Navigation überspringen
© Tibor Gyimesi / unsplash.com

29.08.2022 / Andacht / Lesezeit: ~ 5 min

Autor/-in: Annegret Schneider

Ein Babysitting der besonderen Art

Wie der Pharao „ausgetrickst“ wurde.

Mutig, hellwach und pfiffig

Was fällt Ihnen spontan ein, wenn Sie die Begriffe „mutig“, „hellwach“ und „pfiffig“ hören? Wem oder was würden Sie diese Attribute zuschreiben?

Einem Menschen, der mit wenigen Mitteln, dafür aber kreativen Ideen ein Startup-Unternehmen gründet, über das man nur noch staunen kann?
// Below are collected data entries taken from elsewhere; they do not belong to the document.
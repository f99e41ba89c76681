//! Output module for article files and run reports
//!
//! This module handles:
//! - Writing article text files with collision-free names
//! - Reading and writing the search-results JSON
//! - Writing the download report
//! - Printing run statistics

mod article;
mod report;
pub mod stats;

pub use article::{
    derive_stem, existing_article_urls, format_article, ArticleWriter, MAX_STEM_CHARS,
};
pub use report::{
    load_search_results, resolve_results_path, resolve_results_path_in, write_report,
    write_search_results, DEFAULT_RESULTS_FILES,
};
pub use stats::{print_statistics, RunStatistics};

use crate::storage::StorageError;
use std::path::Path;
use thiserror::Error;

/// Errors raised while writing output files
#[derive(Debug, Error)]
pub enum WriterError {
    #[error("Failed to write {path}: {source}")]
    Io {
        path: String,
        source: std::io::Error,
    },

    #[error("Failed to serialize JSON: {0}")]
    Json(#[from] serde_json::Error),

    #[error("Failed to record written URL: {0}")]
    Storage(#[from] StorageError),

    #[error("File name registry lock poisoned")]
    Poisoned,
}

/// Writes `bytes` to `<path>.part` and renames it over `path`
///
/// Parent directories are created as needed. The partial file is removed on failure.
pub(crate) async fn write_atomically(path: &Path, bytes: &[u8]) -> Result<(), WriterError> {
    let io_error = |source: std::io::Error| WriterError::Io {
        path: path.display().to_string(),
        source,
    };

    if let Some(parent) = path.parent().filter(|p| !p.as_os_str().is_empty()) {
        tokio::fs::create_dir_all(parent).await.map_err(io_error)?;
    }

    let mut part = path.as_os_str().to_owned();
    part.push(".part");
    let part = std::path::PathBuf::from(part);

    let result = match tokio::fs::write(&part, bytes).await {
        Ok(()) => tokio::fs::rename(&part, path).await,
        Err(e) => Err(e),
    };

    if let Err(e) = result {
        let _ = tokio::fs::remove_file(&part).await;
        return Err(io_error(e));
    }

    Ok(())
}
Einer Person, die im richtigen Augenblick erkennt, was zu tun ist und beherzt handelt – wie die Rettungsschwimmer, die zum Beispiel an Badeseen, in Schwimmbädern und an Flüssen wachsame Augen und Ohren und zupackende Hände haben müssen?

Dem Personal in Krankenhäusern und Pflegeheimen, das Notfälle rasch erkennen und besonnen handeln muss, um Katastrophen zu verhindern?

Es gibt zahlreiche Beispiele für Menschen, die mutig, hellwach und pfiffig sein müssen, wenn sie ihren Alltag oder ihr Berufsleben meistern müssen. Das ist heute noch so und das war auch in längst vergangenen Zeiten nicht anders.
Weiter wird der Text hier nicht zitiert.